The task:
Of the material below, the lines to be retyped are those from the line containing "use tracing::warn;" through the line containing "let flag = cancel.clone();", inclusive; reproduce them exactly.

- - -

use anyhow::{anyhow, Result};
use colored::*;
use std::sync::atomic::{AtomicBool, Ordering};
use std::sync::Arc;
use std::time::Instant;
use tracing::warn;

use crate::analytics::{AnalyticsCacheBuilder, AnalyticsServer};
use crate::builder::IndexBuilder;
use crate::cli::display::{display_analytics, display_history, display_projection};
use crate::config::Config;
use crate::context::AppContext;
use crate::embedding::create_encoder;
use crate::history::QueryHistory;

/// Encode the dataset and write the aligned snapshot and index
pub async fn build_index(config: &Config) -> Result<()> {
  let started = Instant::now();
  let encoder = create_encoder(&config.encoder).await?;

  // Ctrl-C stops the build at the next batch boundary
  let cancel = Arc::new(AtomicBool::new(false));
  let flag = cancel.clone();
  let watcher = tokio::spawn(async move {
    if tokio::signal::ctrl_c().await.is_ok() {
      warn!("Interrupt received, stopping after the current batch");
      flag.store(true, Ordering::Relaxed);
    }
  });

  let builder = IndexBuilder::new(encoder, config.encoder.batch_size).with_cancellation(cancel);
  let (dataset, snapshot, index) =
    (config.dataset_path(), config.snapshot_path(), config.index_path());
  let outcome = tokio::task::spawn_blocking(move || builder.run(&dataset, &snapshot, &index)).await;
  watcher.abort();

  let corpus = outcome.map_err(|e| anyhow!("index build task failed: {e}"))??;

  println!(
    "{} Indexed {} bookings with {} in {:.1?}",
    "✓".green(),
    corpus.len().to_string().cyan(),
    corpus.model_id().yellow(),
    started.elapsed()
  );
  println!("  snapshot: {}", config.snapshot_path().display());
  println!("  index:    {}", config.index_path().display());
  Ok(())
}

/// Compute every analytics view and write the cache
pub fn build_analytics(config: &Config) -> Result<()> {
  let cache = AnalyticsCacheBuilder::run(&config.dataset_path(), &config.analytics_path())?;

  println!(
    "{} Computed analytics over {} bookings",
    "✓".green(),
    cache.record_count.to_string().cyan()
  );
  println!("  cache: {}", config.analytics_path().display());
  Ok(())
}

pub async fn build_all(config: &Config) -> Result<()> {
  build_index(config).await?;
  build_analytics(config)
}

/// Answer one question from the persisted index and record it
pub async fn ask(config: &Config, question: &str) -> Result<()> {
  let context = Arc::new(AppContext::new(config.clone())?);
  context.load_resolver().await?;

  let projection = context.ask(question).await?;
  display_projection(&projection);
  Ok(())
}

pub fn analytics(config: &Config, analysis_type: &str) -> Result<()> {
  let server = AnalyticsServer::load(&config.analytics_path())?;
  let view = server.get(analysis_type)?;

  display_analytics(&view);
  Ok(())
}

pub async fn history(config: &Config, limit: Option<usize>, json: bool) -> Result<()> {
  let history = QueryHistory::open(config.history_path())?;

  if json {
    let exported = match limit {
      None => history.export_json().await?,
      Some(_) => serde_json::to_string_pretty(&history.recent(limit).await?)?,
    };
    println!("{exported}");
  } else {
    display_history(&history.recent(limit).await?);
  }
  Ok(())
}

/// Print the effective configuration
pub fn show_config(config: &Config) -> Result<()> {
  println!("{} {}", "root:".dimmed(), config.root_dir().display());
  println!("{}", serde_json::to_string_pretty(config)?);
  Ok(())
}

- - -

Written response:
use tracing::warn;

use crate::analytics::{AnalyticsCacheBuilder, AnalyticsServer};
use crate::builder::IndexBuilder;
use crate::cli::display::{display_analytics, display_history, display_projection};
use crate::config::Config;
use crate::context::AppContext;
use crate::embedding::create_encoder;
use crate::history::QueryHistory;

/// Encode the dataset and write the aligned snapshot and index
pub async fn build_index(config: &Config) -> Result<()> {
  let started = Instant::now();
  let encoder = create_encoder(&config.encoder).await?;

  // Ctrl-C stops the build at the next batch boundary
  let cancel = Arc::new(AtomicBool::new(false));
  let flag = cancel.clone();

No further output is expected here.